Name three books you want to read but haven’t gotten to yet.

Seven volumes, not just three: Proust’s À la recherche du temps perdu (1927). During the 1990s I had gone systematically through Zola’s massive Rougon-Macquart cycle, in total a much bigger task than reading Proust’s search, but somehow I never plunged into Proust.

What book recommendations do you have for young readers?

Be eclectic: try many authors, topics, fields and epochs. This is the only way to discover books that you will remember. And do it on your own: take recommendations of others as mere suggestions.

What science book recommendations do you have for nonscientists?

Stay away from highly touted bestsellers that claim to make you understand matters such as black holes or DNA sequencing: they will not. Stay away from books that appear in fashion-chasing clusters: excellent recent examples are books on nano-everything, on hydrogen economy and on global warming. Simply explore, go on book Web sites, search and buy: Paperbacks are cheap, and if you do not like them after the first few pages, give them away or just recycle the paper.

Name one book in your discipline that you would recommend for scientists outside your field. Explain your choice.

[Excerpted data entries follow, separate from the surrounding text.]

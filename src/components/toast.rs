use gloo_timers::callback::Timeout;
use yew::prelude::*;

const SHOW_DELAY_MS: u32 = 16;
const FADE_OUT_MS: u32 = 300;

/// Every notice on this page reports a problem, so toasts are always styled as errors.
#[derive(Clone, Debug, PartialEq)]
pub struct Toast {
    pub message: String,
}

impl Toast {
    pub fn error(message: impl Into<String>) -> Self {
        Self { message: message.into() }
    }
}

pub fn toast_class(shown: bool) -> &'static str {
    if shown {
        "toast error show"
    } else {
        "toast error"
    }
}

/// Handed out through context. Showing a toast replaces whatever is on screen.
#[derive(Clone, PartialEq)]
pub struct ToastHandle {
    show: Callback<Toast>,
}

impl ToastHandle {
    pub fn show(&self, toast: Toast) {
        self.show.emit(toast);
    }
}

#[derive(Properties, PartialEq)]
pub struct ToastProviderProps {
    pub duration_ms: u32,
    #[prop_or_default]
    pub children: Children,
}

#[function_component(ToastProvider)]
pub fn toast_provider(props: &ToastProviderProps) -> Html {
    let current = use_state(|| None::<(u32, Toast)>);
    let shown = use_state(|| false);
    let next_id = use_mut_ref(|| 0u32);

    let handle = {
        let current = current.clone();
        let shown = shown.clone();
        ToastHandle {
            show: Callback::from(move |toast: Toast| {
                let mut id = next_id.borrow_mut();
                *id += 1;
                shown.set(false);
                current.set(Some((*id, toast)));
            }),
        }
    };

    {
        let current = current.clone();
        let shown = shown.clone();
        let duration = props.duration_ms;
        let id = (*current).as_ref().map(|(id, _)| *id);
        use_effect_with_deps(
            move |id| {
                // Dropping a Timeout cancels it, so a replaced toast never
                // hides its successor.
                let timers = if id.is_some() {
                    let show = {
                        let shown = shown.clone();
                        Timeout::new(SHOW_DELAY_MS, move || shown.set(true))
                    };
                    let hide = {
                        let shown = shown.clone();
                        Timeout::new(duration, move || shown.set(false))
                    };
                    let remove = Timeout::new(duration + FADE_OUT_MS, move || current.set(None));
                    vec![show, hide, remove]
                } else {
                    Vec::new()
                };
                move || drop(timers)
            },
            id,
        );
    }

    html! {
        <ContextProvider<ToastHandle> context={handle}>
            { for props.children.iter() }
            {
                if let Some((id, toast)) = &*current {
                    html! {
                        <div key={*id} class={toast_class(*shown)}>
                            {&toast.message}
                        </div>
                    }
                } else {
                    html! {}
                }
            }
            <style>
                {r#"
                .toast {
                    position: fixed;
                    bottom: 2rem;
                    left: 50%;
                    transform: translate(-50%, 1rem);
                    padding: 0.875rem 1.5rem;
                    border-radius: 0.5rem;
                    background: #1f2937;
                    color: #fff;
                    font-size: 0.95rem;
                    opacity: 0;
                    transition: opacity 0.3s ease, transform 0.3s ease;
                    z-index: 1000;
                    box-shadow: 0 8px 24px rgba(0, 0, 0, 0.2);
                }
                .toast.show {
                    opacity: 1;
                    transform: translate(-50%, 0);
                }
                .toast.error { background: #dc2626; }
                "#}
            </style>
        </ContextProvider<ToastHandle>>
    }
}

/// Falls back to logging when rendered outside a `ToastProvider`.
#[hook]
pub fn use_toast() -> Callback<Toast> {
    let handle = use_context::<ToastHandle>();
    Callback::from(move |toast: Toast| match &handle {
        Some(handle) => handle.show(toast),
        None => log::warn!("No toast provider for: {}", toast.message),
    })
}

#[cfg(test)]
mod tests {
    use super::*;

    #[test]
    fn class_reflects_visibility() {
        assert_eq!(toast_class(false), "toast error");
        assert_eq!(toast_class(true), "toast error show");
    }

    #[test]
    fn error_keeps_message() {
        assert_eq!(Toast::error("Please enter your email address").message, "Please enter your email address");
    }
}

Again, an impossible reduction to a single item, made even more impossible because of my interdisciplinary work. For a pathbreaking (not easy to read but highly rewarding) look at energy and the environment, Howard Odum’s classic, Environment, Power and Society (Wiley-Interscience, 1971). For grasping the diversity of life, another classic, Lynn Margulis and Karlene V. Schwartz, Five Kingdoms (W. H. Freeman, 1982).